Comput Methods Biomech Biomed Engin. 2021 Jun;24(8):864-873. doi: 10.1080/10255842.2020.1856372. Epub 2020 Dec 8.
We aimed to determine whether artificial intelligence (AI)-assisted markerless motion capture software is useful in the clinical medicine and rehabilitation fields. Currently, it is unclear whether the AI-assisted markerless method can be applied to individuals with lower limb dysfunction, such as those using an ankle foot orthosis or a crutch. However, as many patients with lower limb paralysis and foot orthosis users lose metatarsophalangeal (MP) joint flexion during the stance phase, it is necessary to estimate the accuracy of foot recognition under fixed MP joint motion. The hip, knee, and ankle joint angles during treadmill walking were determined using OpenPose (a markerless method) and the conventional passive marker motion capture method; the results from both methods were compared. We also examined whether an ankle foot orthosis and a crutch could influence the recognition ability of OpenPose. The hip and knee joint data obtained by the passive marker method (MAC3D), OpenPose, and manual video analysis using Kinovea software showed significant correlation. Compared with the ankle joint data obtained by OpenPose and Kinovea, which were strongly correlated, those obtained by MAC3D presented a weaker correlation. OpenPose can be an adequate substitute for conventional passive marker motion capture for both normal gait and abnormal gait with an orthosis or a crutch. Furthermore, OpenPose is applicable to patients with impaired MP joint motion. The use of OpenPose can reduce the complexity and cost associated with conventional passive marker motion capture without compromising recognition accuracy.
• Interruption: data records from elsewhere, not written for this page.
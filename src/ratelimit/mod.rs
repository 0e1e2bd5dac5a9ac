//! Rate decision engine: counting keys, policy and the limiter itself.

mod key;
mod limiter;
mod policy;

pub use key::{CountingKey, Namespace};
pub use limiter::{RateLimiter, WINDOW};
pub use policy::{LimitRule, Policy};
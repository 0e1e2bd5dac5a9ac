use std::path::PathBuf;
use std::sync::Arc;

use clap::Parser;
use tokio::signal;
use tracing::{info, warn};
use tracing_subscriber::EnvFilter;

use tollgate::config::{StorageBackend, StorageConfig, TollgateConfig};
use tollgate::http::HttpServer;
use tollgate::ratelimit::{Policy, RateLimiter};
use tollgate::storage::{InMemoryStorage, RedisStorage, Storage};

/// Per-IP and per-token HTTP admission control.
#[derive(Debug, Parser)]
#[command(version, about)]
struct Args {
    /// Path to a YAML configuration file
    #[arg(short, long, env = "TOLLGATE_CONFIG")]
    config: Option<PathBuf>,

    /// Override the storage backend (redis or memory)
    #[arg(long, value_enum)]
    storage: Option<StorageBackend>,

    /// Emit logs as JSON
    #[arg(long)]
    log_json: bool,
}

#[tokio::main]
async fn main() -> anyhow::Result<()> {
    let args = Args::parse();

    // Initialize tracing
    let filter = EnvFilter::try_from_default_env().unwrap_or_else(|_| EnvFilter::new("info"));
    if args.log_json {
        tracing_subscriber::fmt()
            .json()
            .with_env_filter(filter)
            .init();
    } else {
        tracing_subscriber::fmt()
            .with_env_filter(filter)
            .with_target(false)
            .with_thread_ids(true)
            .init();
    }

    info!("Starting Tollgate");
    info!("Version: {}", env!("CARGO_PKG_VERSION"));

    let mut config = TollgateConfig::load(args.config.as_deref())?;
    if let Some(backend) = args.storage {
        config.storage.backend = backend;
    }

    let limits = &config.rate_limiting;
    info!(
        port = config.server.port,
        backend = ?config.storage.backend,
        ip_limit = limits.ip_limit,
        ip_block_duration_secs = limits.ip_block_duration_secs,
        token_limit = limits.token_limit,
        token_block_duration_secs = limits.token_block_duration_secs,
        token_overrides = limits.tokens.len(),
        "Configuration loaded"
    );

    let storage = open_storage(&config.storage).await?;
    let policy = Policy::from(&config.rate_limiting);
    let rate_limiter = Arc::new(
        RateLimiter::new(storage.clone(), policy)
            .with_operation_timeout(config.storage.operation_timeout()),
    );

    let server = HttpServer::new(config.server.listen_addr(), rate_limiter);
    let served = server.serve_with_shutdown(shutdown_signal()).await;

    if let Err(e) = storage.close().await {
        warn!(error = %e, "Failed to close storage");
    }
    served?;

    info!("Tollgate stopped");
    Ok(())
}

/// Open the configured backing store.
async fn open_storage(config: &StorageConfig) -> anyhow::Result<Arc<dyn Storage>> {
    match config.backend {
        StorageBackend::Redis => {
            let store: Arc<dyn Storage> =
                Arc::new(RedisStorage::connect(&config.redis_settings()).await?);
            Ok(store)
        }
        StorageBackend::Memory => {
            let store = Arc::new(InMemoryStorage::new());
            spawn_sweeper(store.clone(), config);
            info!("Using in-memory storage");
            let store: Arc<dyn Storage> = store;
            Ok(store)
        }
    }
}

/// Periodically evict expired records from the memory store.
fn spawn_sweeper(store: Arc<InMemoryStorage>, config: &StorageConfig) {
    let mut interval = tokio::time::interval(config.sweep_interval());
    tokio::spawn(async move {
        loop {
            interval.tick().await;
            store.purge_expired();
        }
    });
}

/// Wait for a shutdown signal (Ctrl+C or SIGTERM).
async fn shutdown_signal() {
    let ctrl_c = async {
        if let Err(e) = signal::ctrl_c().await {
            warn!(error = %e, "Failed to install Ctrl+C handler");
            std::future::pending::<()>().await;
        }
    };

    #[cfg(unix)]
    let terminate = async {
        match signal::unix::signal(signal::unix::SignalKind::terminate()) {
            Ok(mut sigterm) => {
                sigterm.recv().await;
            }
            Err(e) => {
                warn!(error = %e, "Failed to install SIGTERM handler");
                std::future::pending::<()>().await;
            }
        }
    };

    #[cfg(not(unix))]
    let terminate = std::future::pending::<()>();

    tokio::select! {
        _ = ctrl_c => {
            info!("Received Ctrl+C, initiating graceful shutdown");
        }
        _ = terminate => {
            info!("Received SIGTERM, initiating graceful shutdown");
        }
    }
}
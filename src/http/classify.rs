//! Request classification: which identity a request is counted against.

use std::fmt;
use std::net::SocketAddr;

use axum::http::header::{HeaderMap, HeaderName};

use crate::ratelimit::{CountingKey, Namespace};

/// Header carrying the API token.
pub const API_KEY_HEADER: HeaderName = HeaderName::from_static("api_key");
/// Proxy chain header; the first entry is the originating client.
pub const FORWARDED_FOR_HEADER: HeaderName = HeaderName::from_static("x-forwarded-for");
/// Single-address header set by some proxies.
pub const REAL_IP_HEADER: HeaderName = HeaderName::from_static("x-real-ip");

/// The identity a request is rate limited by.
#[derive(Debug, Clone, PartialEq, Eq)]
pub enum Identity {
    /// The request carried an API token.
    Token(String),
    /// No token; the request is counted against the client IP.
    Ip(String),
}

impl Identity {
    /// The namespace this identity is counted in.
    pub fn namespace(&self) -> Namespace {
        match self {
            Identity::Token(_) => Namespace::Token,
            Identity::Ip(_) => Namespace::Ip,
        }
    }

    /// The raw identity value.
    pub fn value(&self) -> &str {
        match self {
            Identity::Token(value) | Identity::Ip(value) => value,
        }
    }

    /// The counting key for this identity.
    pub fn key(&self) -> CountingKey {
        CountingKey::new(self.namespace(), self.value())
    }
}

impl fmt::Display for Identity {
    fn fmt(&self, f: &mut fmt::Formatter<'_>) -> fmt::Result {
        write!(f, "{}:{}", self.namespace(), self.value())
    }
}

/// No identity could be derived from the request.
#[derive(Debug, Clone, Copy, PartialEq, Eq)]
pub struct Unidentified;

/// Classify a request by its headers and transport peer.
///
/// A non-empty API token always wins, even when it has no configured limit.
/// Otherwise the client IP is taken from the first `X-Forwarded-For` entry,
/// then `X-Real-IP`, then the peer address without its port.
pub fn classify(
    headers: &HeaderMap,
    peer: Option<SocketAddr>,
) -> std::result::Result<Identity, Unidentified> {
    if let Some(token) = header_str(headers, &API_KEY_HEADER) {
        return Ok(Identity::Token(token.to_string()));
    }

    client_ip(headers, peer).map(Identity::Ip).ok_or(Unidentified)
}

/// Derive the client IP for a request without a token.
pub fn client_ip(headers: &HeaderMap, peer: Option<SocketAddr>) -> Option<String> {
    let forwarded = header_str(headers, &FORWARDED_FOR_HEADER)
        .and_then(|chain| chain.split(',').next())
        .map(str::trim)
        .filter(|ip| !ip.is_empty());

    forwarded
        .or_else(|| header_str(headers, &REAL_IP_HEADER).map(str::trim))
        .filter(|ip| !ip.is_empty())
        .map(str::to_string)
        .or_else(|| peer.map(|addr| addr.ip().to_string()))
}

/// A header value as text, treating empty and non-UTF-8 values as absent.
fn header_str<'a>(headers: &'a HeaderMap, name: &HeaderName) -> Option<&'a str> {
    headers
        .get(name)
        .and_then(|value| value.to_str().ok())
        .filter(|value| !value.is_empty())
}

#[cfg(test)]
mod tests {
    use super::*;
    use axum::http::HeaderValue;

    fn headers(pairs: &[(&HeaderName, &str)]) -> HeaderMap {
        let mut map = HeaderMap::new();
        for (name, value) in pairs {
            map.insert((*name).clone(), HeaderValue::from_str(value).unwrap());
        }
        map
    }

    fn peer() -> Option<SocketAddr> {
        Some("192.168.1.1:12345".parse().unwrap())
    }

    #[test]
    fn test_token_takes_priority() {
        let map = headers(&[
            (&API_KEY_HEADER, "abc123"),
            (&FORWARDED_FOR_HEADER, "203.0.113.9"),
        ]);

        let identity = classify(&map, peer()).unwrap();
        assert_eq!(identity, Identity::Token("abc123".to_string()));
        assert_eq!(identity.key().as_str(), "token:abc123");
    }

    #[test]
    fn test_empty_token_falls_back_to_ip() {
        let map = headers(&[(&API_KEY_HEADER, "")]);
        assert_eq!(
            classify(&map, peer()).unwrap(),
            Identity::Ip("192.168.1.1".to_string())
        );
    }

    #[test]
    fn test_forwarded_for_first_entry() {
        let map = headers(&[
            (&FORWARDED_FOR_HEADER, " 203.0.113.9 , 10.0.0.1, 10.0.0.2"),
            (&REAL_IP_HEADER, "198.51.100.1"),
        ]);
        assert_eq!(client_ip(&map, peer()).as_deref(), Some("203.0.113.9"));
    }

    #[test]
    fn test_real_ip_when_no_forwarded_for() {
        let map = headers(&[(&REAL_IP_HEADER, "198.51.100.1")]);
        assert_eq!(client_ip(&map, peer()).as_deref(), Some("198.51.100.1"));
    }

    #[test]
    fn test_blank_forwarded_entry_moves_on() {
        let map = headers(&[
            (&FORWARDED_FOR_HEADER, " , 10.0.0.1"),
            (&REAL_IP_HEADER, "198.51.100.1"),
        ]);
        assert_eq!(client_ip(&map, peer()).as_deref(), Some("198.51.100.1"));
    }

    #[test]
    fn test_peer_address_port_stripped() {
        assert_eq!(
            client_ip(&HeaderMap::new(), peer()).as_deref(),
            Some("192.168.1.1")
        );

        let v6: SocketAddr = "[2001:db8::1]:443".parse().unwrap();
        assert_eq!(
            client_ip(&HeaderMap::new(), Some(v6)).as_deref(),
            Some("2001:db8::1")
        );
    }

    #[test]
    fn test_no_identity() {
        assert_eq!(classify(&HeaderMap::new(), None), Err(Unidentified));
    }

    #[test]
    fn test_identity_display() {
        assert_eq!(Identity::Ip("1.2.3.4".to_string()).to_string(), "ip:1.2.3.4");
        assert_eq!(Identity::Token("t".to_string()).to_string(), "token:t");
    }
}
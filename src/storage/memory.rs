//! In-memory storage backend.

use std::collections::HashMap;
use std::sync::atomic::{AtomicBool, Ordering};
use std::time::Duration;

use async_trait::async_trait;
use parking_lot::Mutex;
use tokio::time::Instant;
use tracing::trace;

use super::{Storage, StorageError};

/// A counter value together with the instant it stops being valid.
#[derive(Debug, Clone, Copy)]
struct CounterEntry {
    count: u64,
    expires_at: Instant,
}

#[derive(Debug, Default)]
struct State {
    counters: HashMap<String, CounterEntry>,
    /// Key -> instant the block ends
    blocks: HashMap<String, Instant>,
}

/// Storage kept in process memory.
///
/// Counters and blocks live behind a single lock. Expiration is evaluated
/// lazily against the current time whenever a record is read, so an expired
/// record behaves as absent even before [`InMemoryStorage::purge_expired`]
/// physically removes it.
#[derive(Debug, Default)]
pub struct InMemoryStorage {
    state: Mutex<State>,
    closed: AtomicBool,
}

impl InMemoryStorage {
    /// Create an empty store.
    pub fn new() -> Self {
        Self::default()
    }

    /// Drop every counter and block.
    ///
    /// This is primarily useful for testing.
    pub fn reset(&self) {
        let mut state = self.state.lock();
        state.counters.clear();
        state.blocks.clear();
    }

    /// Remove records whose expiration has passed. Returns how many were removed.
    pub fn purge_expired(&self) -> usize {
        let now = Instant::now();
        let mut state = self.state.lock();
        let before = state.counters.len() + state.blocks.len();

        state.counters.retain(|_, entry| entry.expires_at > now);
        state.blocks.retain(|_, until| *until > now);

        let removed = before - (state.counters.len() + state.blocks.len());
        if removed > 0 {
            trace!(removed = removed, "Purged expired records");
        }
        removed
    }

    /// Number of records (counters plus blocks) currently held, expired or not.
    pub fn len(&self) -> usize {
        let state = self.state.lock();
        state.counters.len() + state.blocks.len()
    }

    /// Returns `true` if no records are held.
    pub fn is_empty(&self) -> bool {
        self.len() == 0
    }

    fn ensure_open(&self) -> Result<(), StorageError> {
        if self.closed.load(Ordering::Acquire) {
            Err(StorageError::Closed)
        } else {
            Ok(())
        }
    }
}

#[async_trait]
impl Storage for InMemoryStorage {
    async fn increment(&self, key: &str, expiration: Duration) -> Result<u64, StorageError> {
        self.ensure_open()?;
        let now = Instant::now();
        let mut state = self.state.lock();

        let entry = state
            .counters
            .entry(key.to_string())
            .or_insert(CounterEntry { count: 0, expires_at: now });
        if entry.expires_at <= now {
            entry.count = 0;
        }
        entry.count += 1;
        entry.expires_at = now + expiration;

        Ok(entry.count)
    }

    async fn get(&self, key: &str) -> Result<u64, StorageError> {
        self.ensure_open()?;
        let now = Instant::now();
        let state = self.state.lock();

        Ok(state
            .counters
            .get(key)
            .filter(|entry| entry.expires_at > now)
            .map_or(0, |entry| entry.count))
    }

    async fn set_block(&self, key: &str, duration: Duration) -> Result<(), StorageError> {
        self.ensure_open()?;
        let until = Instant::now() + duration;
        self.state.lock().blocks.insert(key.to_string(), until);
        Ok(())
    }

    async fn is_blocked(&self, key: &str) -> Result<bool, StorageError> {
        self.ensure_open()?;
        let now = Instant::now();
        let state = self.state.lock();
        Ok(state.blocks.get(key).is_some_and(|until| *until > now))
    }

    async fn ttl(&self, key: &str) -> Result<Duration, StorageError> {
        self.ensure_open()?;
        let now = Instant::now();
        let state = self.state.lock();
        Ok(state
            .blocks
            .get(key)
            .map_or(Duration::ZERO, |until| until.saturating_duration_since(now)))
    }

    async fn close(&self) -> Result<(), StorageError> {
        self.closed.store(true, Ordering::Release);
        self.reset();
        Ok(())
    }
}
我们旨在确定人工智能(AI)辅助无标记运动捕捉软件在临床医学和康复领域是否有用。目前尚不清楚 AI 辅助无标记方法是否可应用于下肢功能障碍患者,例如使用踝足矫形器或拐杖的患者。然而,由于许多下肢瘫痪患者和足矫形器使用者在站立阶段失去跖趾(MP)关节屈曲,因此有必要在固定 MP 关节运动下估计足部识别的准确性。使用 OpenPose(无标记方法)和传统的被动标记运动捕捉方法确定跑步机行走时的髋关节、膝关节和踝关节角度;比较两种方法的结果。我们还检查了踝足矫形器和拐杖是否会影响 OpenPose 的识别能力。被动标记方法(MAC3D)、OpenPose 和使用 Kinovea 软件的手动视频分析获得的髋关节和膝关节数据显示出显著相关性。与 OpenPose 和 Kinovea 获得的踝关节数据强烈相关相比,MAC3D 获得的踝关节数据相关性较弱。OpenPose 可替代传统的被动标记运动捕捉,用于正常步态和带矫形器或拐杖的异常步态。此外,OpenPose 适用于 MP 关节运动受损的患者。使用 OpenPose 可以降低传统被动标记运动捕捉的复杂性和成本,而不会影响识别精度。